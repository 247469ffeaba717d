#![forbid(unsafe_code)]
#![cfg_attr(docsrs, feature(doc_cfg))]
#![doc = include_str!("../README.md")]

mod error;

pub mod extract;
pub mod handler;
pub mod middleware;
pub mod service;

pub use crate::error::{BoxedError, Error, ErrorKind, Result};

/// Tracing target for token extraction and verification.
pub const TRACING_TARGET_AUTHENTICATION: &str = "gotalk_server::authentication";
//! Signals that stop accepting new connections.

use std::future::{Future, pending};
use std::io;

use crate::TRACING_TARGET_SERVER_SHUTDOWN;

/// Resolves on the first Ctrl+C or, on unix, SIGTERM.
pub async fn shutdown_signal() {
    let interrupt = on_signal("SIGINT", tokio::signal::ctrl_c());

    #[cfg(unix)]
    let terminate = async {
        use tokio::signal::unix::{SignalKind, signal};

        match signal(SignalKind::terminate()) {
            Ok(mut stream) => {
                let received = async move {
                    stream
                        .recv()
                        .await
                        .ok_or_else(|| io::Error::other("signal stream closed"))
                };
                on_signal("SIGTERM", received).await;
            }
            Err(err) => on_signal("SIGTERM", async { Err(err) }).await,
        }
    };

    #[cfg(not(unix))]
    let terminate = pending::<()>();

    tokio::select! {
        () = interrupt => {}
        () = terminate => {}
    }
}

/// Waits for `signal`; a listener that cannot be installed never fires.
async fn on_signal<F>(name: &'static str, signal: F)
where
    F: Future<Output = io::Result<()>>,
{
    match signal.await {
        Ok(()) => tracing::info!(
            target: TRACING_TARGET_SERVER_SHUTDOWN,
            signal = name,
            "shutdown requested, draining connections"
        ),
        Err(err) => {
            tracing::error!(
                target: TRACING_TARGET_SERVER_SHUTDOWN,
                signal = name,
                error = %err,
                "cannot listen for shutdown signal"
            );
            pending::<()>().await;
        }
    }
}
//! Monitor response types.

/// Body returned by the health endpoint.
pub const HEALTHY: &str = "Server is healthy !\n";
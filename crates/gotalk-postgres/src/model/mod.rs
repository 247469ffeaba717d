//! Diesel models for the database tables.

mod account;

pub use account::{Account, NewAccount, UpdateAccount};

◇ ◇ ◇ ◇

▸ **Task brief**
What you return should be the lines from the start of the data through the line with "extraction and verification.", quoted exactly and nothing more.

▸ **Exercise solution**
repository 247469ffeaba717d
#![forbid(unsafe_code)]
#![cfg_attr(docsrs, feature(doc_cfg))]
#![doc = include_str!("../README.md")]

mod error;

pub mod extract;
pub mod handler;
pub mod middleware;
pub mod service;

pub use crate::error::{BoxedError, Error, ErrorKind, Result};

/// Tracing target for token extraction and verification.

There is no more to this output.